The whitewater tore the board from my hands, then thrashed me, holding me down for long, thorough beatings. I spent much of the afternoon swimming. Still, I stayed out till dusk. I even caught and made a few meaty waves. And I saw surfing that day—by Leslie Wong, among others—that made my chest hurt: long moments of grace under pressure that felt etched deep in my being: what I wanted, somehow, more than anything else. That night, while my family slept, I lay awake on the bamboo-framed couch, heart pounding with residual adrenaline, listening restlessly to the rain.
But a more conscious, analytic, loosely Marxist disaffection was also taking root in my politics in my midteens. (And disaggregating, intellectually and emotionally, the mass of institutional power—sorting out how things actually worked, beyond how they felt as a whole—would turn out to be the work of many years.) In the meantime, surfing became an excellent refuge from the conflict—a consuming, physically exhausting, joy-drenched reason to live. It also, in its vaguely outlaw uselessness, its disengagement from productive labor, neatly expressed one’s disaffection.
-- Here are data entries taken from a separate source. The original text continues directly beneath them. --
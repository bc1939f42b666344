//! Exchange query built from a caller's request.

use chrono::NaiveDate;
use rust_decimal::Decimal;
use thiserror::Error;

/// Query construction errors.
#[derive(Debug, Clone, PartialEq, Eq, Error)]
pub enum QueryError {
    /// Amount is zero or negative.
    #[error("amount must be greater than 0, got {0}")]
    NonPositiveAmount(Decimal),
}

/// Checks that an amount can be converted.
pub fn check_amount(amount: Decimal) -> Result<(), QueryError> {
    if amount <= Decimal::ZERO {
        return Err(QueryError::NonPositiveAmount(amount));
    }
    Ok(())
}

/// A single-date, single-pair rate lookup.
///
/// Currency codes are upper-cased on construction. The query is immutable
/// once built.
#[derive(Debug, Clone, PartialEq, Eq)]
pub struct ExchangeQuery {
    source_currency: String,
    target_currency: String,
    amount: Decimal,
    target_date: NaiveDate,
}

impl ExchangeQuery {
    /// Builds a query, normalizing currency codes.
    pub fn new(
        source_currency: &str,
        target_currency: &str,
        amount: Decimal,
        target_date: NaiveDate,
    ) -> Result<Self, QueryError> {
        check_amount(amount)?;

        Ok(Self {
            source_currency: source_currency.to_uppercase(),
            target_currency: target_currency.to_uppercase(),
            amount,
            target_date,
        })
    }

    /// Upper-cased source currency code.
    #[must_use]
    pub fn source_currency(&self) -> &str {
        &self.source_currency
    }

    /// Upper-cased target currency code.
    #[must_use]
    pub fn target_currency(&self) -> &str {
        &self.target_currency
    }

    /// Amount of source currency to convert.
    #[must_use]
    pub const fn amount(&self) -> Decimal {
        self.amount
    }

    /// Resolved lookup date.
    #[must_use]
    pub const fn target_date(&self) -> NaiveDate {
        self.target_date
    }
}
//! Upstream client error types.

use thiserror::Error;

/// Errors talking to the upstream provider.
#[derive(Debug, Error)]
pub enum UpstreamError {
    /// Request could not be sent or the body could not be read.
    #[error("transport error: {0}")]
    Transport(#[from] reqwest::Error),

    /// Provider answered with a status other than 200.
    #[error("upstream returned {status}: {body}")]
    Status {
        /// HTTP status code.
        status: u16,
        /// Response body text.
        body: String,
    },

    /// Body is not the expected JSON shape.
    #[error("malformed upstream payload: {0}")]
    Decode(#[from] serde_json::Error),
}

impl UpstreamError {
    /// True when the provider answered but the payload was unusable.
    #[must_use]
    pub const fn is_malformed(&self) -> bool {
        matches!(self, Self::Decode(_))
    }
}
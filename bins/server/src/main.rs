//! fxgate API Server
//!
//! Main entry point for the exchange rate gateway.

use tokio::net::TcpListener;
use tracing::info;
use tracing_subscriber::{layer::SubscriberExt, util::SubscriberInitExt};

use fxgate_api::openapi::DOCS_PATH;
use fxgate_api::{AppState, create_router};
use fxgate_shared::{AppConfig, RunEnvironment};

#[tokio::main]
async fn main() -> anyhow::Result<()> {
    // Environment-specific file first; dotenvy never overrides a set variable
    let environment = RunEnvironment::current();
    dotenvy::from_filename(environment.env_file()).ok();
    dotenvy::dotenv().ok();

    // Load configuration
    let config = AppConfig::load_for(environment)?;

    // Initialize tracing
    let level = &config.log.level;
    tracing_subscriber::registry()
        .with(
            tracing_subscriber::EnvFilter::try_from_default_env().unwrap_or_else(|_| {
                format!(
                    "fxgate={level},fxgate_api={level},fxgate_upstream={level},tower_http={level}"
                )
                .into()
            }),
        )
        .with(tracing_subscriber::fmt::layer())
        .init();

    info!(
        environment = %config.environment,
        exchange_rate_host = %config.exchange_rate.host,
        decimal_places = config.exchange_rate.decimal_places,
        "Configuration loaded"
    );

    // Create application state
    let state = AppState::from_config(&config);

    // Create router
    let app = create_router(state);

    // Start server
    let addr = format!("{}:{}", config.server.host, config.server.port);
    let listener = TcpListener::bind(&addr).await?;
    info!("Server listening on {}", addr);
    info!("API documentation at http://{}{}/", addr, DOCS_PATH);

    axum::serve(listener, app).await?;

    Ok(())
}
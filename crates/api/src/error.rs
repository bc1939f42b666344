//! Mapping of application errors onto HTTP responses.

use axum::{
    Json,
    extract::rejection::QueryRejection,
    http::StatusCode,
    response::{IntoResponse, Response},
};
use serde::Serialize;
use utoipa::ToSchema;

use fxgate_shared::AppError;
use fxgate_upstream::UpstreamError;

/// Error returned from handlers; renders as [`ErrorBody`].
#[derive(Debug)]
pub struct ApiError(pub AppError);

/// JSON body of an error response.
#[derive(Debug, Serialize, ToSchema)]
pub struct ErrorBody {
    /// Stable error code, e.g. `INVALID_DATE`.
    #[schema(example = "INVALID_DATE")]
    pub error: &'static str,
    /// Human readable description.
    #[schema(example = "Invalid date: 2099-01-01 is later than the current date!")]
    pub message: String,
}

impl ApiError {
    /// HTTP status for this error.
    #[must_use]
    pub fn status(&self) -> StatusCode {
        StatusCode::from_u16(self.0.status_code()).unwrap_or(StatusCode::INTERNAL_SERVER_ERROR)
    }

    /// Response body for this error.
    #[must_use]
    pub fn body(&self) -> ErrorBody {
        ErrorBody {
            error: self.0.error_code(),
            message: self.0.to_string(),
        }
    }
}

impl From<AppError> for ApiError {
    fn from(err: AppError) -> Self {
        Self(err)
    }
}

impl From<QueryRejection> for ApiError {
    fn from(rejection: QueryRejection) -> Self {
        Self(AppError::InvalidParameters(rejection.body_text()))
    }
}

impl From<UpstreamError> for ApiError {
    fn from(err: UpstreamError) -> Self {
        match err {
            UpstreamError::Status { body, .. } => Self(AppError::ExternalService(body)),
            UpstreamError::Transport(e) => Self(AppError::ExternalService(e.to_string())),
            UpstreamError::Decode(_) => Self(AppError::InvalidUpstreamResponse),
        }
    }
}

impl IntoResponse for ApiError {
    fn into_response(self) -> Response {
        (self.status(), Json(self.body())).into_response()
    }
}
//! Browser Launch Module
//!
//! Opens the user's default browser on the served URL. Failing to open a
//! browser is never fatal; headless machines just get a log line with the
//! URL to open manually.

use tracing::{info, warn};

/// The URL the server is reachable at.
pub fn server_url(host: &str, port: u16) -> String {
    format!("http://{host}:{port}")
}

/// Opens the default browser on the server URL.
///
/// Returns whether the launch succeeded.
pub fn open_browser(host: &str, port: u16) -> bool {
    let url = server_url(host, port);

    match open::that(&url) {
        Ok(()) => {
            info!(%url, "opened browser");
            true
        }
        Err(err) => {
            warn!(%err, "failed to open browser, please open manually: {url}");
            false
        }
    }
}
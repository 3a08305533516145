//! mdviewer - a local web server for browsing and live-previewing
//! Markdown files.
//!
//! Scans a directory tree for `.md` files, renders them to HTML through a
//! bounded render cache, serves a browsing/search API over HTTP, and
//! pushes live update notifications to WebSocket clients when watched
//! files change.

pub mod api;
pub mod browser;
pub mod cache;
pub mod config;
pub mod error;
pub mod models;
pub mod port;
pub mod render;
pub mod scanner;
pub mod watcher;

pub use api::AppState;
pub use config::Config;
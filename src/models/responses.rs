//! Response DTOs for the viewer API
//!
//! Defines the structure of outgoing HTTP response bodies.

use std::path::PathBuf;

use chrono::{DateTime, Utc};
use serde::Serialize;

/// A markdown file with the metadata the scanner extracts for it.
#[derive(Debug, Clone, Serialize)]
pub struct MarkdownFile {
    /// Absolute path on disk
    pub path: PathBuf,
    /// Path relative to the served base directory
    pub relative_path: String,
    /// File name including extension
    pub filename: String,
    /// Size in bytes
    pub size: u64,
    /// Last modification time
    pub modified_at: DateTime<Utc>,
    /// Creation time, where the filesystem reports one
    #[serde(skip_serializing_if = "Option::is_none")]
    pub created_at: Option<DateTime<Utc>>,
    /// First level-one heading, if the file starts with one
    #[serde(skip_serializing_if = "Option::is_none")]
    pub title: Option<String>,
    /// First prose paragraph, truncated to 200 characters
    #[serde(skip_serializing_if = "Option::is_none")]
    pub preview: Option<String>,
}

/// Response body for the file list endpoint (GET /api/files)
#[derive(Debug, Clone, Serialize)]
pub struct FileListResponse {
    /// Discovered markdown files
    pub files: Vec<MarkdownFile>,
    /// Number of files found
    pub total_count: usize,
    /// Directory that was scanned
    pub base_dir: String,
    /// Scan duration in seconds
    pub scan_time: f64,
}

/// Response body for the file content endpoint (GET /api/files/*path)
#[derive(Debug, Clone, Serialize)]
pub struct FileContentResponse {
    /// File metadata
    pub file: MarkdownFile,
    /// Raw markdown content
    pub raw_content: String,
    /// Rendered HTML content
    pub html_content: String,
    /// Whether the HTML came from the render cache
    pub cached: bool,
}

/// One matching line with its surrounding context
#[derive(Debug, Clone, Serialize)]
pub struct SearchMatch {
    /// 1-based line number of the match
    pub line_number: usize,
    /// The matching line itself
    pub line: String,
    /// The match plus up to two lines either side
    pub context: String,
}

/// Search hits within a single file
#[derive(Debug, Clone, Serialize)]
pub struct SearchResult {
    /// File metadata
    pub file: MarkdownFile,
    /// Matching lines with context
    pub matches: Vec<SearchMatch>,
    /// Number of matches found
    pub match_count: usize,
}

/// Response body for the cache clear endpoint (DELETE /api/cache)
#[derive(Debug, Clone, Serialize)]
pub struct CacheClearResponse {
    /// Outcome description
    pub status: String,
}

impl CacheClearResponse {
    /// The standard "cache cleared" acknowledgement.
    pub fn cleared() -> Self {
        Self {
            status: "cache cleared".to_string(),
        }
    }
}

/// Response body for the health endpoint (GET /health)
#[derive(Debug, Clone, Serialize)]
pub struct HealthResponse {
    /// Health status (e.g., "healthy")
    pub status: String,
    /// Current timestamp in ISO 8601 format
    pub timestamp: String,
}

impl HealthResponse {
    /// Creates a new HealthResponse with current timestamp
    pub fn healthy() -> Self {
        Self {
            status: "healthy".to_string(),
            timestamp: chrono::Utc::now().to_rfc3339(),
        }
    }
}

/// Error response body for all error conditions
#[derive(Debug, Clone, Serialize)]
pub struct ErrorResponse {
    /// Error message describing what went wrong
    pub error: String,
}
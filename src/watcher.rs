//! File Watcher Module
//!
//! Watches the served directory for markdown changes and feeds them to the
//! rest of the application: modified and deleted files are invalidated in
//! the render cache, and every event is fanned out on a broadcast channel
//! for the WebSocket layer.
//!
//! Correctness never depends on the watcher. The cache's own mtime check
//! catches staleness on the next read; invalidation here is an
//! optimization.

use std::path::{Path, PathBuf};
use std::sync::Arc;

use notify::{Event, EventKind, RecommendedWatcher, RecursiveMode, Watcher};
use serde::Serialize;
use tokio::sync::{broadcast, mpsc, RwLock};
use tokio::task::JoinHandle;
use tracing::{debug, info, warn};

use crate::cache::RenderCache;
use crate::error::{AppError, Result};

// == File Events ==
/// What happened to a watched file.
#[derive(Debug, Clone, Copy, PartialEq, Eq, Serialize)]
#[serde(rename_all = "lowercase")]
pub enum FileEventKind {
    Created,
    Modified,
    Deleted,
}

/// A change to a markdown file under the watched directory.
#[derive(Debug, Clone)]
pub struct FileEvent {
    pub kind: FileEventKind,
    pub path: PathBuf,
}

// == File Watcher ==
/// Handle keeping the filesystem watcher and its forwarding task alive.
///
/// Dropping the handle stops watching; `stop` does the same explicitly and
/// is used during graceful shutdown.
pub struct FileWatcher {
    // Held for its side effect: dropping it unregisters the OS watches.
    _watcher: RecommendedWatcher,
    forwarder: JoinHandle<()>,
}

impl FileWatcher {
    /// Stops the forwarding task and releases the OS watches.
    pub fn stop(self) {
        self.forwarder.abort();
        info!("File watcher stopped");
    }
}

impl Drop for FileWatcher {
    fn drop(&mut self) {
        self.forwarder.abort();
    }
}

/// Starts watching `watch_path` recursively.
///
/// Events for `.md` files are classified, used to invalidate the render
/// cache where it matters, and broadcast on `events`. Send errors on the
/// broadcast channel (no connected clients) are ignored.
pub fn spawn_file_watcher(
    watch_path: &Path,
    cache: Arc<RwLock<RenderCache>>,
    events: broadcast::Sender<FileEvent>,
) -> Result<FileWatcher> {
    if !watch_path.exists() {
        return Err(AppError::Config(format!(
            "watch path does not exist: {}",
            watch_path.display()
        )));
    }

    let (tx, mut rx) = mpsc::unbounded_channel::<FileEvent>();

    // The notify callback runs on the watcher's own thread; it only
    // classifies and forwards, everything async happens in the task below.
    let mut watcher =
        notify::recommended_watcher(move |result: notify::Result<Event>| match result {
            Ok(event) => {
                for file_event in classify(&event) {
                    let _ = tx.send(file_event);
                }
            }
            Err(err) => warn!(%err, "file watcher error"),
        })
        .map_err(|err| AppError::Internal(format!("failed to create file watcher: {err}")))?;

    watcher
        .watch(watch_path, RecursiveMode::Recursive)
        .map_err(|err| AppError::Internal(format!("failed to start file watcher: {err}")))?;

    info!(path = %watch_path.display(), "watching for markdown changes");

    let forwarder = tokio::spawn(async move {
        while let Some(event) = rx.recv().await {
            debug!(kind = ?event.kind, path = %event.path.display(), "file event");

            // Proactively drop renderings the event just outdated. Created
            // files have nothing cached yet.
            if matches!(event.kind, FileEventKind::Modified | FileEventKind::Deleted) {
                let key = event.path.to_string_lossy().into_owned();
                cache.write().await.invalidate(&key);
            }

            let _ = events.send(event);
        }
    });

    Ok(FileWatcher {
        _watcher: watcher,
        forwarder,
    })
}

// == Event Classification ==
/// Maps a raw notify event onto per-file markdown events. Non-markdown
/// paths and event kinds we do not care about produce nothing.
fn classify(event: &Event) -> Vec<FileEvent> {
    let kind = match event.kind {
        EventKind::Create(_) => FileEventKind::Created,
        EventKind::Modify(_) => FileEventKind::Modified,
        EventKind::Remove(_) => FileEventKind::Deleted,
        _ => return Vec::new(),
    };

    event
        .paths
        .iter()
        .filter(|path| path.extension().is_some_and(|ext| ext == "md"))
        .map(|path| FileEvent {
            kind,
            path: path.clone(),
        })
        .collect()
}
//! Data models for the viewer API
//!
//! Request and response DTOs shared by the HTTP handlers.

pub mod requests;
pub mod responses;

pub use requests::SearchQuery;
pub use responses::{
    CacheClearResponse, ErrorResponse, FileContentResponse, FileListResponse, HealthResponse,
    MarkdownFile, SearchMatch, SearchResult,
};
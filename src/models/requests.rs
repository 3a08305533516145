//! Request DTOs for the viewer API
//!
//! Defines the structure of incoming HTTP request bodies.

use serde::Deserialize;

/// Request body for the search operation (POST /api/search)
///
/// # Fields
/// - `query`: The text to look for
/// - `path_filter`: Only search files whose relative path contains this substring
/// - `case_sensitive`: Match case exactly (default: false)
/// - `limit`: Maximum number of files to search (default: 50)
#[derive(Debug, Clone, Deserialize)]
pub struct SearchQuery {
    /// The search string
    pub query: String,
    /// Optional substring filter on relative paths
    #[serde(default)]
    pub path_filter: Option<String>,
    /// Case sensitive search
    #[serde(default)]
    pub case_sensitive: bool,
    /// Maximum number of files to search
    #[serde(default = "default_limit")]
    pub limit: usize,
}

fn default_limit() -> usize {
    50
}

impl SearchQuery {
    /// Validates the request data.
    ///
    /// Returns an error message if validation fails, None if valid.
    pub fn validate(&self) -> Option<String> {
        if self.query.is_empty() {
            return Some("Query cannot be empty".to_string());
        }
        if self.query.len() > 1000 {
            return Some("Query exceeds maximum length of 1000 characters".to_string());
        }
        if self.limit == 0 || self.limit > 1000 {
            return Some("Limit must be between 1 and 1000".to_string());
        }
        None
    }
}

#[cfg(test)]
mod tests {
    use super::*;

    #[test]
    fn test_search_query_deserialize() {
        let json = r#"{"query": "hello"}"#;
        let req: SearchQuery = serde_json::from_str(json).unwrap();
        assert_eq!(req.query, "hello");
        assert!(req.path_filter.is_none());
        assert!(!req.case_sensitive);
        assert_eq!(req.limit, 50);
    }

    #[test]
    fn test_search_query_full() {
        let json = r#"{"query": "x", "path_filter": "docs/", "case_sensitive": true, "limit": 5}"#;
        let req: SearchQuery = serde_json::from_str(json).unwrap();
        assert_eq!(req.path_filter.as_deref(), Some("docs/"));
        assert!(req.case_sensitive);
        assert_eq!(req.limit, 5);
    }

    #[test]
    fn test_validate_empty_query() {
        let req = SearchQuery {
            query: String::new(),
            path_filter: None,
            case_sensitive: false,
            limit: 50,
        };
        assert!(req.validate().is_some());
    }

    #[test]
    fn test_validate_oversized_query() {
        let req = SearchQuery {
            query: "x".repeat(1001),
            path_filter: None,
            case_sensitive: false,
            limit: 50,
        };
        assert!(req.validate().is_some());
    }

    #[test]
    fn test_validate_bad_limit() {
        let req = SearchQuery {
            query: "x".to_string(),
            path_filter: None,
            case_sensitive: false,
            limit: 0,
        };
        assert!(req.validate().is_some());
    }

    #[test]
    fn test_validate_valid_request() {
        let req = SearchQuery {
            query: "hello".to_string(),
            path_filter: None,
            case_sensitive: false,
            limit: 50,
        };
        assert!(req.validate().is_none());
    }
}
//! API Module
//!
//! HTTP handlers, WebSocket endpoint and routing for the viewer.
//!
//! # Endpoints
//! - `GET /` - Browsing shell
//! - `GET /api/files` - List all markdown files
//! - `GET /api/files/*path` - File content plus rendered HTML
//! - `POST /api/search` - Search file contents
//! - `GET /api/cache/stats` - Render cache statistics
//! - `DELETE /api/cache` - Clear the render cache
//! - `GET /health` - Health check endpoint
//! - `GET /ws` - WebSocket upgrade for live updates

pub mod handlers;
pub mod routes;
pub mod ws;

pub use handlers::AppState;
pub use routes::create_router;
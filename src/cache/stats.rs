//! Cache Statistics Module
//!
//! Read-only snapshot of the render cache state, serialized as-is by the
//! stats endpoint.

use serde::Serialize;

// == Cache Stats ==
/// Snapshot of the cache taken under the lock.
///
/// `total_access_count` sums the access counters of entries that are alive
/// at snapshot time; it is not a historical counter, so evicted entries no
/// longer contribute.
#[derive(Debug, Clone, PartialEq, Eq, Serialize)]
pub struct CacheStats {
    /// Current number of entries
    pub entries: usize,
    /// Configured entry cap
    pub max_entries: usize,
    /// Summed UTF-8 byte length of cached content
    pub memory_bytes: usize,
    /// Configured memory budget in bytes
    pub max_memory_bytes: usize,
    /// Sum of live entries' access counters
    pub total_access_count: u64,
}

impl CacheStats {
    /// Memory usage as a fraction of the budget, for log lines.
    pub fn memory_utilization(&self) -> f64 {
        if self.max_memory_bytes == 0 {
            0.0
        } else {
            self.memory_bytes as f64 / self.max_memory_bytes as f64
        }
    }
}
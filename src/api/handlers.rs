//! API Handlers
//!
//! HTTP request handlers for each viewer endpoint.

use std::path::PathBuf;
use std::sync::Arc;
use std::time::Instant;

use axum::{
    extract::{Path as AxumPath, State},
    response::Html,
    Json,
};
use chrono::{DateTime, Utc};
use tokio::sync::{broadcast, RwLock};

use crate::cache::{CacheStats, RenderCache};
use crate::config::Config;
use crate::error::{AppError, Result};
use crate::models::{
    CacheClearResponse, FileContentResponse, FileListResponse, HealthResponse, MarkdownFile,
    SearchMatch, SearchQuery, SearchResult,
};
use crate::render::Renderer;
use crate::scanner::scan_markdown_files;
use crate::watcher::FileEvent;

/// Capacity of the file-event fan-out channel; slow WebSocket clients
/// beyond this many buffered events start lagging.
const EVENT_CHANNEL_CAPACITY: usize = 64;

/// Application state shared across all handlers.
///
/// The render cache sits behind a single `Arc<RwLock<..>>`: that lock is
/// the one mutual-exclusion point for every cache operation.
#[derive(Clone)]
pub struct AppState {
    /// Thread-safe render cache
    pub cache: Arc<RwLock<RenderCache>>,
    /// Markdown renderer writing through the cache
    pub renderer: Arc<Renderer>,
    /// Application configuration, base_dir canonicalized
    pub config: Arc<Config>,
    /// File-change fan-out for WebSocket clients
    pub events: broadcast::Sender<FileEvent>,
}

impl AppState {
    /// Creates the application state from configuration.
    ///
    /// Canonicalizes the base directory once (all path containment checks
    /// compare against it) and applies the cache toggle.
    pub fn from_config(mut config: Config) -> Result<Self> {
        config.base_dir = config.base_dir.canonicalize().map_err(|err| {
            AppError::Config(format!(
                "cannot resolve base directory {}: {err}",
                config.base_dir.display()
            ))
        })?;

        let mut cache = RenderCache::new(
            config.cache_max_entries,
            config.cache_ttl,
            config.cache_max_memory_bytes,
        )?;
        cache.set_enabled(config.cache_enabled);

        let cache = Arc::new(RwLock::new(cache));
        let renderer = Arc::new(Renderer::new(Arc::clone(&cache)));
        let (events, _) = broadcast::channel(EVENT_CHANNEL_CAPACITY);

        Ok(Self {
            cache,
            renderer,
            config: Arc::new(config),
            events,
        })
    }
}

/// Handler for GET /
///
/// Serves the single-page browsing shell.
pub async fn index_handler() -> Html<&'static str> {
    Html(include_str!("../../assets/index.html"))
}

/// Handler for GET /api/files
///
/// Scans the base directory and returns every markdown file with metadata.
pub async fn list_files_handler(
    State(state): State<AppState>,
) -> Result<Json<FileListResponse>> {
    let started = Instant::now();
    let config = Arc::clone(&state.config);

    // The walk is synchronous filesystem work; keep it off the async workers
    let files = tokio::task::spawn_blocking(move || scan_markdown_files(&config))
        .await
        .map_err(|err| AppError::Internal(format!("scan task failed: {err}")))??;

    Ok(Json(FileListResponse {
        total_count: files.len(),
        base_dir: state.config.base_dir.display().to_string(),
        scan_time: started.elapsed().as_secs_f64(),
        files,
    }))
}

/// Handler for GET /api/files/*path
///
/// Returns raw markdown plus rendered HTML for one file. The rendered HTML
/// goes through the cache; the `cached` flag reports whether it was a hit.
pub async fn get_file_content_handler(
    State(state): State<AppState>,
    AxumPath(file_path): AxumPath<String>,
) -> Result<Json<FileContentResponse>> {
    let full_path = resolve_request_path(&state.config, &file_path)?;

    let meta = tokio::fs::metadata(&full_path).await?;
    let raw_content = tokio::fs::read_to_string(&full_path).await?;
    let rendered = state.renderer.render(&raw_content, Some(&full_path)).await;

    let file = MarkdownFile {
        relative_path: file_path.clone(),
        filename: full_path
            .file_name()
            .map(|n| n.to_string_lossy().into_owned())
            .unwrap_or_default(),
        size: meta.len(),
        modified_at: meta.modified().map(DateTime::<Utc>::from)?,
        created_at: meta.created().ok().map(DateTime::<Utc>::from),
        title: None,
        preview: None,
        path: full_path,
    };

    Ok(Json(FileContentResponse {
        file,
        raw_content,
        html_content: rendered.html,
        cached: rendered.cached,
    }))
}

/// Handler for POST /api/search
///
/// Substring search across scanned markdown files, returning matching
/// lines with two lines of context either side.
pub async fn search_handler(
    State(state): State<AppState>,
    Json(query): Json<SearchQuery>,
) -> Result<Json<Vec<SearchResult>>> {
    if let Some(error_msg) = query.validate() {
        return Err(AppError::InvalidRequest(error_msg));
    }

    let config = Arc::clone(&state.config);
    let results = tokio::task::spawn_blocking(move || search_files(&config, &query))
        .await
        .map_err(|err| AppError::Internal(format!("search task failed: {err}")))??;

    Ok(Json(results))
}

/// Handler for GET /api/cache/stats
///
/// Read-only snapshot of the render cache.
pub async fn cache_stats_handler(State(state): State<AppState>) -> Json<CacheStats> {
    let cache = state.cache.read().await;
    Json(cache.stats())
}

/// Handler for DELETE /api/cache
///
/// Drops every cached rendering.
pub async fn clear_cache_handler(State(state): State<AppState>) -> Json<CacheClearResponse> {
    let mut cache = state.cache.write().await;
    cache.clear();
    Json(CacheClearResponse::cleared())
}

/// Handler for GET /health
///
/// Returns health status of the server.
pub async fn health_handler() -> Json<HealthResponse> {
    Json(HealthResponse::healthy())
}

// == Helpers ==
/// Resolves a request path against the base directory, rejecting anything
/// that escapes it and anything that is not a markdown file.
fn resolve_request_path(config: &Config, file_path: &str) -> Result<PathBuf> {
    let candidate = config.base_dir.join(file_path);

    let resolved = candidate
        .canonicalize()
        .map_err(|_| AppError::NotFound(file_path.to_string()))?;

    if !resolved.starts_with(&config.base_dir) {
        return Err(AppError::AccessDenied(file_path.to_string()));
    }
    if !resolved.extension().is_some_and(|ext| ext == "md") {
        return Err(AppError::InvalidRequest(format!(
            "not a markdown file: {file_path}"
        )));
    }

    Ok(resolved)
}

/// Blocking search over the scanned file list.
fn search_files(config: &Config, query: &SearchQuery) -> Result<Vec<SearchResult>> {
    let files = scan_markdown_files(config)?;
    let mut results = Vec::new();

    let needle = if query.case_sensitive {
        query.query.clone()
    } else {
        query.query.to_lowercase()
    };

    let candidates = files
        .into_iter()
        .filter(|file| {
            query
                .path_filter
                .as_deref()
                .map_or(true, |filter| file.relative_path.contains(filter))
        })
        .take(query.limit);

    for file in candidates {
        let Ok(content) = std::fs::read_to_string(&file.path) else {
            continue;
        };

        let haystack = if query.case_sensitive {
            content.clone()
        } else {
            content.to_lowercase()
        };
        if !haystack.contains(&needle) {
            continue;
        }

        let matches = extract_matches(&content, &query.query, query.case_sensitive);
        results.push(SearchResult {
            match_count: matches.len(),
            file,
            matches,
        });
    }

    Ok(results)
}

/// Collects matching lines with up to two lines of context either side.
fn extract_matches(content: &str, query: &str, case_sensitive: bool) -> Vec<SearchMatch> {
    let lines: Vec<&str> = content.lines().collect();
    let needle = if case_sensitive {
        query.to_string()
    } else {
        query.to_lowercase()
    };

    let mut matches = Vec::new();
    for (i, line) in lines.iter().enumerate() {
        let haystack = if case_sensitive {
            line.to_string()
        } else {
            line.to_lowercase()
        };

        if haystack.contains(&needle) {
            let start = i.saturating_sub(2);
            let end = (i + 3).min(lines.len());
            matches.push(SearchMatch {
                line_number: i + 1,
                line: line.to_string(),
                context: lines[start..end].join("\n"),
            });
        }
    }

    matches
}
Surfers have a perfection fetish. The perfect wave, etcetera. There is no such thing. Waves are not stationary objects in nature like roses or diamonds. They’re quick, violent events at the end of a long chain of storm action and ocean reaction. Even the most symmetrical breaks have quirks and a totally specific, local character, changing with every shift in tide and wind and swell. The best days at the best breaks have a Platonic aspect—they begin to embody a model of what surfers want waves to be. But that’s the end of it, that beginning. Bryan had no interest in perfection, it seemed to me, and his indifference represented, among the surfers I’ve known, a rare degree of realism, maturity, and philosophical appreciation of what waves are.
There was another local known as Madman. He had a crew cut and an unusual amount of energy, churning back and forth in search of the gnarliest takeoff spots in the broad, boil-filled expanse of heaving, eight-foot Caves. My informant said that Madman had once broken a leash on a big day out here, but, too rabid to go in and repair it, had kept surfing, simply clamping the broken cord in his teeth and holding on to his board that way. Then a bad wipeout tore the leash out of his mouth, along with his two front teeth.